++++ TASK INPUTS

use crate::database::Database;
use crate::error::AppResult;
use crate::models::{CreateRequestTag, RequestTag};
use uuid::Uuid;

/// 购物请求标签数据访问层
#[derive(Clone)]
pub struct RequestTagRepository {
    db: Database,
}

impl RequestTagRepository {
    pub fn new(db: Database) -> Self {
        Self { db }
    }

    /// 为购物请求打标签（request_id外键约束校验存在性）
    pub async fn create(&self, tag: CreateRequestTag) -> AppResult<RequestTag> {
        let created = sqlx::query_as::<_, RequestTag>(
            r#"
            INSERT INTO request_tags (tag_value, request_id)
            VALUES ($1, $2)
            RETURNING tag_value, request_id, created_at, updated_at
            "#,
        )
        .bind(&tag.tag_value)
        .bind(tag.request_id)
        .fetch_one(self.db.pool())
        .await?;

        tracing::info!(
            "创建标签成功: {} -> {}",
            created.tag_value,
            created.request_id
        );
        Ok(created)
    }

    /// 列出全部标签
    pub async fn list(&self) -> AppResult<Vec<RequestTag>> {
        let tags = sqlx::query_as::<_, RequestTag>(
            r#"
            SELECT tag_value, request_id, created_at, updated_at
            FROM request_tags
            ORDER BY created_at DESC
            "#,
        )
        .fetch_all(self.db.pool())
        .await?;

        Ok(tags)
    }

    /// 根据复合主键查询标签
    pub async fn find(&self, tag_value: &str, request_id: Uuid) -> AppResult<Option<RequestTag>> {
        let tag = sqlx::query_as::<_, RequestTag>(
            r#"
            SELECT tag_value, request_id, created_at, updated_at
            FROM request_tags
            WHERE tag_value = $1 AND request_id = $2
            "#,
        )
        .bind(tag_value)
        .bind(request_id)
        .fetch_optional(self.db.pool())
        .await?;

        Ok(tag)
    }

    /// 删除标签
    pub async fn delete(&self, tag_value: &str, request_id: Uuid) -> AppResult<bool> {
        let result =
            sqlx::query("DELETE FROM request_tags WHERE tag_value = $1 AND request_id = $2")
                .bind(tag_value)
                .bind(request_id)
                .execute(self.db.pool())
                .await?;

        Ok(result.rows_affected() > 0)
    }
}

++++++++

Return exactly the lines in the records above, beginning with the one that holds "#[derive(Clone)]" and ending with the last.

ANSWER SECTION:
#[derive(Clone)]
pub struct RequestTagRepository {
    db: Database,
}

impl RequestTagRepository {
    pub fn new(db: Database) -> Self {
        Self { db }
    }

    /// 为购物请求打标签（request_id外键约束校验存在性）
    pub async fn create(&self, tag: CreateRequestTag) -> AppResult<RequestTag> {
        let created = sqlx::query_as::<_, RequestTag>(
            r#"
            INSERT INTO request_tags (tag_value, request_id)
            VALUES ($1, $2)
            RETURNING tag_value, request_id, created_at, updated_at
            "#,
        )
        .bind(&tag.tag_value)
        .bind(tag.request_id)
        .fetch_one(self.db.pool())
        .await?;

        tracing::info!(
            "创建标签成功: {} -> {}",
            created.tag_value,
            created.request_id
        );
        Ok(created)
    }

    /// 列出全部标签
    pub async fn list(&self) -> AppResult<Vec<RequestTag>> {
        let tags = sqlx::query_as::<_, RequestTag>(
            r#"
            SELECT tag_value, request_id, created_at, updated_at
            FROM request_tags
            ORDER BY created_at DESC
            "#,
        )
        .fetch_all(self.db.pool())
        .await?;

        Ok(tags)
    }

    /// 根据复合主键查询标签
    pub async fn find(&self, tag_value: &str, request_id: Uuid) -> AppResult<Option<RequestTag>> {
        let tag = sqlx::query_as::<_, RequestTag>(
            r#"
            SELECT tag_value, request_id, created_at, updated_at
            FROM request_tags
            WHERE tag_value = $1 AND request_id = $2
            "#,
        )
        .bind(tag_value)
        .bind(request_id)
        .fetch_optional(self.db.pool())
        .await?;

        Ok(tag)
    }

    /// 删除标签
    pub async fn delete(&self, tag_value: &str, request_id: Uuid) -> AppResult<bool> {
        let result =
            sqlx::query("DELETE FROM request_tags WHERE tag_value = $1 AND request_id = $2")
                .bind(tag_value)
                .bind(request_id)
                .execute(self.db.pool())
                .await?;

        Ok(result.rows_affected() > 0)
    }
}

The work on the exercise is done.